Caruso St John wins go-ahead for Tate Britain revamp
Westminster City Council has approved plans by Caruso St John for a £45 million redevelopment of the Tate Britain gallery at Millbank, central London
The project includes the refurbishment of the south eastern galleries, the creation of a new schools’ area, a new café on the lower ground level and opening up a new members’ area on the Millbank side of the first floor.
Despite criticism from the Victorian Society prior, the authority’s planning committee also agreed to approve a new central staircase in the main rotunda which will be made from white concrete and adorned with translucent glass balustrades (pictured above).
Councillor Alastair Moss, the chair of the council’s planning and city development committee, said: ‘[It is our] aim to foster world class galleries and we feel that these improvements will make sure that the Tate continues to be a global success.’

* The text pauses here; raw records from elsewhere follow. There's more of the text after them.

// /////////////////////////////////////////////////////////////////////////////
// HSM Pipeline
// Copyright (c) 2025 Michael Gardner, A Bit of Help, Inc.
// SPDX-License-Identifier: BSD-3-Clause
// See LICENSE file in the project root.
// /////////////////////////////////////////////////////////////////////////////

//! # Infrastructure Layer
//!
//! Concrete runtime and backends behind the domain ports: the scheduler
//! that drives operations through the stages, the SQLite catalog, and the
//! ambient services (configuration, logging, metrics).

pub mod config;
pub mod logging;
pub mod metrics;
pub mod repositories;
pub mod runtime;
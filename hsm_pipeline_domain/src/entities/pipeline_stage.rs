// /////////////////////////////////////////////////////////////////////////////
// HSM Pipeline
// Copyright (c) 2025 Michael Gardner, A Bit of Help, Inc.
// SPDX-License-Identifier: BSD-3-Clause
// See LICENSE file in the project root.
// /////////////////////////////////////////////////////////////////////////////

//! # Pipeline Stage Table
//!
//! The pipeline is a fixed, ordered list of stages; each stage has a name,
//! concurrency flags and an optional thread cap. The scheduler enforces
//! the flags when dispatching; stage handlers never see them.
//!
//! The table is built at startup by [`build_pipeline`], because the apply
//! stage's concurrency is a deployment-time parameter: backends with
//! row-level write concurrency run it parallel, whole-store-locking
//! backends (SQLite) cap it to a single thread.

use bitflags::bitflags;
use std::fmt;

/// Number of stages in the pipeline.
pub const STAGE_COUNT: usize = 7;

/// Identifier of a pipeline stage, in routing order. Operations only move
/// forward through this order; there are no back-edges.
#[derive(Debug, Clone, Copy, PartialEq, Eq, PartialOrd, Ord, Hash)]
pub enum StageId {
    /// Resolve filesystem path to entry id (scan events).
    GetId = 0,
    /// Look up the entry in the catalog; plan what to fetch.
    GetInfoDb = 1,
    /// Probe the filesystem for the planned items.
    GetInfoFs = 2,
    /// Evaluate alert predicates; emit alerts out of band.
    Reporting = 3,
    /// Execute the planned catalog mutation.
    DbApply = 4,
    /// Acknowledge the journal record, in strict index order.
    JournalAck = 5,
    /// Mass-remove entries absent from the latest scan.
    ScanSweep = 6,
}

impl StageId {
    pub const ALL: [StageId; STAGE_COUNT] = [
        StageId::GetId,
        StageId::GetInfoDb,
        StageId::GetInfoFs,
        StageId::Reporting,
        StageId::DbApply,
        StageId::JournalAck,
        StageId::ScanSweep,
    ];

    pub fn index(self) -> usize {
        self as usize
    }

    pub fn name(self) -> &'static str {
        match self {
            StageId::GetId => "STAGE_GET_ID",
            StageId::GetInfoDb => "STAGE_GET_INFO_DB",
            StageId::GetInfoFs => "STAGE_GET_INFO_FS",
            StageId::Reporting => "STAGE_REPORTING",
            StageId::DbApply => "STAGE_DB_APPLY",
            StageId::JournalAck => "STAGE_JOURNAL_ACK",
            StageId::ScanSweep => "STAGE_SCAN_SWEEP",
        }
    }
}

impl fmt::Display for StageId {
    fn fmt(&self, f: &mut fmt::Formatter<'_>) -> fmt::Result {
        f.write_str(self.name())
    }
}

bitflags! {
    /// Concurrency and acknowledgement flags of a stage.
    #[derive(Debug, Clone, Copy, PartialEq, Eq)]
    pub struct StageFlags: u8 {
        /// Any number of concurrent invocations.
        const PARALLEL      = 1 << 0;
        /// At most `max_threads` concurrent invocations.
        const MAX_THREADS   = 1 << 1;
        /// At most one invocation globally, FIFO arrival order.
        const SEQUENTIAL    = 1 << 2;
        /// At most one concurrent invocation per distinct entry id.
        const ID_CONSTRAINT = 1 << 3;
        /// Acknowledgement happens inside the handler invocation.
        const SYNC          = 1 << 4;
        /// Acknowledgement may happen after the handler returns.
        const ASYNC         = 1 << 5;
    }
}

/// One row of the pipeline table.
#[derive(Debug, Clone, Copy)]
pub struct StageDescriptor {
    pub id: StageId,
    pub flags: StageFlags,
    /// Thread cap for `MAX_THREADS` stages; ignored otherwise.
    pub max_threads: usize,
}

impl StageDescriptor {
    /// Concurrency limit the scheduler enforces for this stage.
    pub fn max_concurrent(&self) -> usize {
        if self.flags.contains(StageFlags::SEQUENTIAL) {
            1
        } else if self.flags.contains(StageFlags::MAX_THREADS) {
            self.max_threads.max(1)
        } else {
            usize::MAX
        }
    }

    pub fn is_sequential(&self) -> bool {
        self.flags.contains(StageFlags::SEQUENTIAL)
    }

    pub fn has_id_constraint(&self) -> bool {
        self.flags.contains(StageFlags::ID_CONSTRAINT)
    }
}

/// Builds the pipeline table.
///
/// `db_apply_threads = 0` runs the apply stage fully parallel (backends
/// with row-level write concurrency); any other value caps it, with `1`
/// being the setting for whole-store-locking backends such as SQLite.
pub fn build_pipeline(db_apply_threads: usize) -> [StageDescriptor; STAGE_COUNT] {
    let db_apply_flags = if db_apply_threads == 0 {
        StageFlags::PARALLEL | StageFlags::SYNC
    } else {
        StageFlags::MAX_THREADS | StageFlags::SYNC
    };

    [
        StageDescriptor {
            id: StageId::GetId,
            flags: StageFlags::PARALLEL | StageFlags::SYNC,
            max_threads: 0,
        },
        StageDescriptor {
            id: StageId::GetInfoDb,
            flags: StageFlags::PARALLEL | StageFlags::SYNC | StageFlags::ID_CONSTRAINT,
            max_threads: 0,
        },
        StageDescriptor {
            id: StageId::GetInfoFs,
            flags: StageFlags::PARALLEL | StageFlags::SYNC,
            max_threads: 0,
        },
        StageDescriptor {
            id: StageId::Reporting,
            flags: StageFlags::PARALLEL | StageFlags::ASYNC,
            max_threads: 0,
        },
        StageDescriptor {
            id: StageId::DbApply,
            flags: db_apply_flags,
            max_threads: db_apply_threads,
        },
        StageDescriptor {
            id: StageId::JournalAck,
            flags: StageFlags::SEQUENTIAL | StageFlags::SYNC,
            max_threads: 1,
        },
        StageDescriptor {
            id: StageId::ScanSweep,
            flags: StageFlags::SEQUENTIAL | StageFlags::SYNC,
            max_threads: 1,
        },
    ]
}

#[cfg(test)]
mod tests {
    use super::*;

    #[test]
    fn test_stage_order_matches_indices() {
        for (i, stage) in StageId::ALL.iter().enumerate() {
            assert_eq!(stage.index(), i);
        }
    }

    #[test]
    fn test_sequential_stages_cap_to_one() {
        let stages = build_pipeline(0);
        assert_eq!(stages[StageId::JournalAck.index()].max_concurrent(), 1);
        assert_eq!(stages[StageId::ScanSweep.index()].max_concurrent(), 1);
    }

    #[test]
    fn test_db_apply_cap_is_deployment_choice() {
        let parallel = build_pipeline(0);
        assert_eq!(
            parallel[StageId::DbApply.index()].max_concurrent(),
            usize::MAX
        );

        let capped = build_pipeline(1);
        assert_eq!(capped[StageId::DbApply.index()].max_concurrent(), 1);
    }

    #[test]
    fn test_id_constraint_only_on_db_lookup() {
        let stages = build_pipeline(0);
        for desc in &stages {
            assert_eq!(
                desc.has_id_constraint(),
                desc.id == StageId::GetInfoDb,
                "unexpected id constraint on {}",
                desc.id
            );
        }
    }
}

‘These plans will enhance this Grade II listed building, and improve an already successful and internationally renowned gallery making it even better for people who want to visit it.’
Caruso St John originally won the high-profile competition to mastermind the remodelling and renovation of the ‘core visitor areas’ within the existing Grade II*-listed building in December 2006.
A future timescale is not yet known.
Previous story 31.03.10
Three years on: Caruso St John submits Tate Britain plans
Caruso St John has finally submitted a planning application for the £45 million redevelopment of the Tate Britain gallery at Millbank, central London
The practice originally won the high-profile competition to mastermind the remodelling and renovation of the ‘core visitor areas’ within the existing Grade II*-listed building in December 2006.
Now with half of the funds raised, Tate intends to press on with the scheme, which will open up the ‘stunning domed atrium at the heart of the gallery’, while creating new learning studios and public spaces.
- To increase capacity and improve conditions for the display of art Nine galleries in the southern and oldest part of Tate Britain will be reconstructed to 21st-century standards with new walls, roofs and reinforced floors. New galleries will be created in and around the space formerly housing the shop. This will be relocated to the South West quadrant of the building.
- To transform the main entrance and Rotunda dome The entrance on Millbank will be re-established as the public face of Tate Britain and the domed atrium opened up with a striking new spiral staircase. The circular balcony of the Rotunda dome – closed to visitors since the 1920s – will be reopened to Tate Members via a new lift and staircase.
- To improve educational facilities Purpose-built learning spaces created around the gallery as well as a dedicated Schools’ entrance and reception underneath the Millbank entrance steps. The reception will provide entrance and exit from the front landscape, and have a lunchroom capacity for 130 children.
Construction is scheduled to begin in March 2011 and is scheduled to complete in 2013
Previous story (20.10.06)
Caruso St John to rework Tate Britain
The practice was selected ahead of five other architects, including DSDHA, to land the prestigious project to modernise key areas within the existing Grade II*-listed building.
HOK International, de Rijke Marsh Morgan, MUMA and Rick Mather Architects also missed out on becoming the first architects to work in the gallery since John Miller - who completed his Centenary Development in 2001.
Rick Mather withdrew before the completion of the selection exercise.
Caruso St John has been taken on initially for five years and will be asked to look at reworking the entrance to the building and the Clore Gallery.
According to a gallery spokesman, the firm stood out ‘because it showed the best understanding of the challenges posed by the building.’
The spokesman added: ‘The selection panel was impressed by Caruso St John’s combination of a strong analytical approach with a sympathy for the art that is shown in the gallery.’